[Saved data entries]
■ ■ ■ ■ ■ ■ ■

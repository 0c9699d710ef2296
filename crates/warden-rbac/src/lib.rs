//! # warden-rbac: Permission resolution and enforcement
//!
//! The authorization engine for Warden:
//! - **Permission resolution** (roles + direct grants, restriction override)
//! - **Row-level scoping** (`All` / `Department` / `SelfOnly` / `Custom`)
//! - **Field-level filtering** (record redaction to an allow-list)
//! - **Gateway surface** for request-handling middleware
//!
//! ## Architecture
//!
//! ```text
//! ┌─────────────────────────────────────────────┐
//! │  Request (AuthContext + capability)          │
//! └─────────────────┬───────────────────────────┘
//!                   │
//!                   ▼
//! ┌─────────────────────────────────────────────┐
//! │  AuthorizationGateway                        │
//! │  ├─ PermissionResolver (store reads)         │
//! │  ├─ Data-access resolution (scope + fields)  │
//! │  └─ Audit trigger points (tracing)           │
//! └─────────────────┬───────────────────────────┘
//!                   │
//!                   ▼
//! ┌─────────────────────────────────────────────┐
//! │  Decision                                    │
//! │  - granted / denied (normal outcome)         │
//! │  - row predicate (ScopeFilter)               │
//! │  - field allow-list (filter_fields)          │
//! └─────────────────────────────────────────────┘
//! ```
//!
//! Data flows one direction: store → resolver → gateway → caller. The
//! engine never writes; granting and revoking belong to administrative
//! collaborators, and the next resolution reflects whatever they changed.
//! Every set is resolved fresh per call — there is no cache and no
//! long-lived mutable state anywhere in this crate.
//!
//! ## Examples
//!
//! ### Permission checks
//!
//! ```
//! use std::sync::Arc;
//!
//! use warden_rbac::AuthorizationGateway;
//! use warden_store::{DirectGrant, MemoryStore, Role, RoleAssignment};
//! use warden_types::{AuthContext, PrincipalId, RoleId};
//!
//! let store = Arc::new(MemoryStore::new());
//! store.set_role_permissions(RoleId::new(1), vec!["article.read".to_string()]);
//! store.add_role_assignment(RoleAssignment::new(
//!     PrincipalId::new(7),
//!     Role::new(RoleId::new(1), "editor"),
//! ));
//! store.add_direct_grant(DirectGrant::direct(PrincipalId::new(7), "article.publish"));
//! store.add_direct_grant(DirectGrant::restricted(PrincipalId::new(7), "article.read"));
//!
//! let gateway = AuthorizationGateway::new(Arc::clone(&store), Arc::clone(&store));
//! let ctx = AuthContext::Authenticated(PrincipalId::new(7));
//!
//! // Granted directly, outside any role.
//! assert!(gateway.check_permission(&ctx, "article.publish")?);
//!
//! // The restriction dominates the role grant.
//! assert!(!gateway.check_permission(&ctx, "article.read")?);
//! # Ok::<(), warden_rbac::AuthzError>(())
//! ```
//!
//! ### Field filtering
//!
//! ```
//! use std::collections::BTreeSet;
//!
//! use serde_json::json;
//! use warden_rbac::filter_fields;
//!
//! let allowed = BTreeSet::from(["name".to_string(), "email".to_string()]);
//! let record = json!({"name": "x", "email": "y", "ssn": "z"});
//!
//! assert_eq!(
//!     filter_fields(&record, &allowed),
//!     json!({"name": "x", "email": "y"})
//! );
//! ```

pub mod access;
pub mod error;
pub mod fields;
pub mod gateway;
pub mod permission;
pub mod resolver;
pub mod scope;

// Re-export commonly used types
pub use access::{DataAccessResult, resolve_data_access};
pub use error::{AuthzError, Result};
pub use fields::filter_fields;
pub use gateway::{AuthorizationGateway, GatewayOptions};
pub use permission::{
    EffectivePermissionSet, Permission, PermissionNameError, WILDCARD, field_name, operation_name,
};
pub use resolver::PermissionResolver;
pub use scope::{DEFAULT_DEPARTMENT_FIELD, DEFAULT_OWNER_FIELD, QueryDescriptor, ScopeFilter};
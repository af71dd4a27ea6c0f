//! This crate exposes ordered key/value maps backed by Binary Search Trees
//! (BSTs), mostly for educational purposes.
//!
//! ## Binary Search Tree
//!
//! A Binary Search Tree is a data structure supporting operations to insert,
//! find, and delete stored records. BSTs are typically defined recursively
//! using the notion of a `Node`. A `Node` stores a key, the value associated
//! with that key, and up to two child `Node`s. The most important invariants
//! of a BST are:
//!
//! 1. For every `Node` in a BST, all the `Node`s in its left subtree have a
//!    key less than its own key.
//! 2. For every `Node` in a BST, all the `Node`s in its right subtree have a
//!    key greater than its own key.
//!
//! > Note that some `Node`s have no children. These `Node`s are called "leaf nodes".
//!
//! Searching for a key takes `O(height)` (where `height` is defined as the
//! longest path from the root `Node` to a leaf `Node`), and an in-order
//! traversal visits the keys in ascending order. The catch is that nothing
//! in the invariants above limits the height: keys inserted in sorted order
//! produce a tree with one node per level.
//!
//! ## Red-black balancing
//!
//! The [`redblack`] module keeps the height logarithmic by coloring the link
//! into each node red or black and maintaining, after every mutation:
//!
//! 1. A red link may only point to a left child.
//! 2. No red node has a red left child.
//! 3. Every path from the root to an empty link passes through the same
//!    number of black nodes.
//! 4. The root is black.
//!
//! Local rotations and color flips restore these on the way back up from
//! each change, bounding the height of a tree with `n` nodes by
//! `2 * log2(n + 1)`.
//!
//! The [`plain`] module is the unbalanced baseline with the same interface.

#![deny(missing_docs, clippy::clone_on_ref_ptr)]

pub mod plain;
pub mod redblack;

#[cfg(test)]
mod test;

■ ■ ■ ■ ■ ■ ■

• **WORK INSTRUCTION**:
Every line above from the line with "pub use resolver::PermissionResolver;" to the line with "A Binary Search", both included, must be reproduced exactly, and no other line may appear.

• **ANSWER AREA**:
pub use resolver::PermissionResolver;
pub use scope::{DEFAULT_DEPARTMENT_FIELD, DEFAULT_OWNER_FIELD, QueryDescriptor, ScopeFilter};
repository af71dd4a27ea6c0f
//! This crate exposes ordered key/value maps backed by Binary Search Trees
//! (BSTs), mostly for educational purposes.
//!
//! ## Binary Search Tree
//!
//! A Binary Search Tree is a data structure supporting operations to insert,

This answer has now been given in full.